** INPUT DATA follows **

use scraper::{ElementRef, Html, Selector};
use tracing::debug;
use url::Url;

use crate::extractor::{
    MatchListExtractor,
    model::{MatchSummary, element_text},
};

/// Class names that mark up one match row. The defaults follow the
/// FlashScore league pages.
#[derive(Debug, Clone, PartialEq, Eq)]
pub struct ListingSelectors {
    /// Substring of a `div`'s class attribute that marks a match row.
    pub row_class: String,
    pub participant: String,
    pub score: String,
    pub status: String,
    pub link: String,
}

impl Default for ListingSelectors {
    fn default() -> Self {
        Self {
            row_class: "event__match".to_string(),
            participant: "div.event__participant".to_string(),
            score: "div.event__scores".to_string(),
            status: "div.event__time".to_string(),
            link: "a.event__match--link".to_string(),
        }
    }
}

/// Class-driven listing parser.
#[derive(Debug, Clone)]
pub struct ListingExtractor {
    row_class: String,
    participant: Selector,
    score: Selector,
    status: Selector,
    link: Selector,
}

impl ListingExtractor {
    pub fn new(selectors: &ListingSelectors) -> Result<Self, String> {
        let parse = |css: &str| {
            Selector::parse(css).map_err(|e| format!("bad selector '{css}': {e:?}"))
        };
        Ok(Self {
            row_class: selectors.row_class.clone(),
            participant: parse(&selectors.participant)?,
            score: parse(&selectors.score)?,
            status: parse(&selectors.status)?,
            link: parse(&selectors.link)?,
        })
    }

    fn is_row(&self, element: &ElementRef<'_>) -> bool {
        element.value().name() == "div"
            && element
                .value()
                .attr("class")
                .is_some_and(|class| class.contains(&self.row_class))
    }

    fn parse_row(&self, row: ElementRef<'_>, page_url: &Url) -> Option<MatchSummary> {
        let mut participants = row.select(&self.participant);
        let home = element_text(participants.next()?, "");
        let away = element_text(participants.next()?, "");
        if home.is_empty() || away.is_empty() {
            return None;
        }

        let first_text = |sel: &Selector| {
            row.select(sel)
                .next()
                .map(|el| element_text(el, ""))
                .unwrap_or_default()
        };

        let detail_link = row
            .select(&self.link)
            .next()
            .and_then(|a| a.value().attr("href"))
            .and_then(|href| resolve_link(href, page_url));

        Some(MatchSummary {
            home,
            away,
            score: first_text(&self.score),
            status: first_text(&self.status),
            detail_link,
        })
    }
}

impl Default for ListingExtractor {
    fn default() -> Self {
        Self::new(&ListingSelectors::default()).expect("default listing selectors parse")
    }
}

impl MatchListExtractor for ListingExtractor {
    fn extract_matches(&self, html: &str, page_url: &Url) -> Vec<MatchSummary> {
        let document = Html::parse_document(html);

        let mut rows = 0usize;
        let matches: Vec<MatchSummary> = document
            .root_element()
            .descendants()
            .filter_map(ElementRef::wrap)
            .filter(|el| self.is_row(el))
            .inspect(|_| rows += 1)
            .filter_map(|row| self.parse_row(row, page_url))
            .collect();

        debug!(rows, matches = matches.len(), "listing parsed");
        matches
    }
}

/// Absolute hrefs pass through untouched; anything else is resolved against
/// the page it was found on.
pub fn resolve_link(href: &str, page_url: &Url) -> Option<String> {
    let href = href.trim();
    if href.is_empty() {
        return None;
    }
    match Url::parse(href) {
        Ok(_) => Some(href.to_string()),
        Err(url::ParseError::RelativeUrlWithoutBase) => {
            page_url.join(href).ok().map(String::from)
        }
        Err(_) => None,
    }
}

#[cfg(test)]
mod tests {
    use super::*;

    fn page() -> Url {
        Url::parse("https://www.flashscore.com.br/futebol/brasil/serie-a/").unwrap()
    }

    #[test]
    fn resolves_root_relative_links_against_origin() {
        assert_eq!(
            resolve_link("/jogo/futebol/abc123/", &page()).as_deref(),
            Some("https://www.flashscore.com.br/jogo/futebol/abc123/")
        );
    }

    #[test]
    fn absolute_links_pass_through() {
        let href = "https://other.example.com/match/9?tab=stats";
        assert_eq!(resolve_link(href, &page()).as_deref(), Some(href));
    }

    #[test]
    fn blank_href_has_no_link() {
        assert_eq!(resolve_link("   ", &page()), None);
    }

    #[test]
    fn custom_selectors() {
        let selectors = ListingSelectors {
            row_class: "fixture".to_string(),
            participant: "span.team".to_string(),
            score: "span.score".to_string(),
            status: "span.clock".to_string(),
            link: "a".to_string(),
        };
        let extractor = ListingExtractor::new(&selectors).unwrap();
        let html = r#"<div class="fixture live">
            <span class="team">Bahia</span><span class="team">Vitória</span>
            <span class="score">1-1</span><span class="clock">45'</span>
            <a href="/m/1">stats</a></div>"#;
        let matches = extractor.extract_matches(html, &page());
        assert_eq!(matches.len(), 1);
        assert_eq!(matches[0].home, "Bahia");
        assert_eq!(matches[0].away, "Vitória");
        assert_eq!(matches[0].score, "1-1");
        assert_eq!(matches[0].status, "45'");
        assert_eq!(
            matches[0].detail_link.as_deref(),
            Some("https://www.flashscore.com.br/m/1")
        );
    }

    #[test]
    fn invalid_selector_is_reported() {
        let selectors = ListingSelectors {
            participant: "div..".to_string(),
            ..ListingSelectors::default()
        };
        assert!(ListingExtractor::new(&selectors).is_err());
    }
}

** End of INPUT DATA **

Retype the material above from start to finish without any changes.

use scraper::{ElementRef, Html, Selector};
use tracing::debug;
use url::Url;

use crate::extractor::{
    MatchListExtractor,
    model::{MatchSummary, element_text},
};

/// Class names that mark up one match row. The defaults follow the
/// FlashScore league pages.
#[derive(Debug, Clone, PartialEq, Eq)]
pub struct ListingSelectors {
    /// Substring of a `div`'s class attribute that marks a match row.
    pub row_class: String,
    pub participant: String,
    pub score: String,
    pub status: String,
    pub link: String,
}

impl Default for ListingSelectors {
    fn default() -> Self {
        Self {
            row_class: "event__match".to_string(),
            participant: "div.event__participant".to_string(),
            score: "div.event__scores".to_string(),
            status: "div.event__time".to_string(),
            link: "a.event__match--link".to_string(),
        }
    }
}

/// Class-driven listing parser.
#[derive(Debug, Clone)]
pub struct ListingExtractor {
    row_class: String,
    participant: Selector,
    score: Selector,
    status: Selector,
    link: Selector,
}

impl ListingExtractor {
    pub fn new(selectors: &ListingSelectors) -> Result<Self, String> {
        let parse = |css: &str| {
            Selector::parse(css).map_err(|e| format!("bad selector '{css}': {e:?}"))
        };
        Ok(Self {
            row_class: selectors.row_class.clone(),
            participant: parse(&selectors.participant)?,
            score: parse(&selectors.score)?,
            status: parse(&selectors.status)?,
            link: parse(&selectors.link)?,
        })
    }

    fn is_row(&self, element: &ElementRef<'_>) -> bool {
        element.value().name() == "div"
            && element
                .value()
                .attr("class")
                .is_some_and(|class| class.contains(&self.row_class))
    }

    fn parse_row(&self, row: ElementRef<'_>, page_url: &Url) -> Option<MatchSummary> {
        let mut participants = row.select(&self.participant);
        let home = element_text(participants.next()?, "");
        let away = element_text(participants.next()?, "");
        if home.is_empty() || away.is_empty() {
            return None;
        }

        let first_text = |sel: &Selector| {
            row.select(sel)
                .next()
                .map(|el| element_text(el, ""))
                .unwrap_or_default()
        };

        let detail_link = row
            .select(&self.link)
            .next()
            .and_then(|a| a.value().attr("href"))
            .and_then(|href| resolve_link(href, page_url));

        Some(MatchSummary {
            home,
            away,
            score: first_text(&self.score),
            status: first_text(&self.status),
            detail_link,
        })
    }
}

impl Default for ListingExtractor {
    fn default() -> Self {
        Self::new(&ListingSelectors::default()).expect("default listing selectors parse")
    }
}

impl MatchListExtractor for ListingExtractor {
    fn extract_matches(&self, html: &str, page_url: &Url) -> Vec<MatchSummary> {
        let document = Html::parse_document(html);

        let mut rows = 0usize;
        let matches: Vec<MatchSummary> = document
            .root_element()
            .descendants()
            .filter_map(ElementRef::wrap)
            .filter(|el| self.is_row(el))
            .inspect(|_| rows += 1)
            .filter_map(|row| self.parse_row(row, page_url))
            .collect();

        debug!(rows, matches = matches.len(), "listing parsed");
        matches
    }
}

/// Absolute hrefs pass through untouched; anything else is resolved against
/// the page it was found on.
pub fn resolve_link(href: &str, page_url: &Url) -> Option<String> {
    let href = href.trim();
    if href.is_empty() {
        return None;
    }
    match Url::parse(href) {
        Ok(_) => Some(href.to_string()),
        Err(url::ParseError::RelativeUrlWithoutBase) => {
            page_url.join(href).ok().map(String::from)
        }
        Err(_) => None,
    }
}

#[cfg(test)]
mod tests {
    use super::*;

    fn page() -> Url {
        Url::parse("https://www.flashscore.com.br/futebol/brasil/serie-a/").unwrap()
    }

    #[test]
    fn resolves_root_relative_links_against_origin() {
        assert_eq!(
            resolve_link("/jogo/futebol/abc123/", &page()).as_deref(),
            Some("https://www.flashscore.com.br/jogo/futebol/abc123/")
        );
    }

    #[test]
    fn absolute_links_pass_through() {
        let href = "https://other.example.com/match/9?tab=stats";
        assert_eq!(resolve_link(href, &page()).as_deref(), Some(href));
    }

    #[test]
    fn blank_href_has_no_link() {
        assert_eq!(resolve_link("   ", &page()), None);
    }

    #[test]
    fn custom_selectors() {
        let selectors = ListingSelectors {
            row_class: "fixture".to_string(),
            participant: "span.team".to_string(),
            score: "span.score".to_string(),
            status: "span.clock".to_string(),
            link: "a".to_string(),
        };
        let extractor = ListingExtractor::new(&selectors).unwrap();
        let html = r#"<div class="fixture live">
            <span class="team">Bahia</span><span class="team">Vitória</span>
            <span class="score">1-1</span><span class="clock">45'</span>
            <a href="/m/1">stats</a></div>"#;
        let matches = extractor.extract_matches(html, &page());
        assert_eq!(matches.len(), 1);
        assert_eq!(matches[0].home, "Bahia");
        assert_eq!(matches[0].away, "Vitória");
        assert_eq!(matches[0].score, "1-1");
        assert_eq!(matches[0].status, "45'");
        assert_eq!(
            matches[0].detail_link.as_deref(),
            Some("https://www.flashscore.com.br/m/1")
        );
    }

    #[test]
    fn invalid_selector_is_reported() {
        let selectors = ListingSelectors {
            participant: "div..".to_string(),
            ..ListingSelectors::default()
        };
        assert!(ListingExtractor::new(&selectors).is_err());
    }
}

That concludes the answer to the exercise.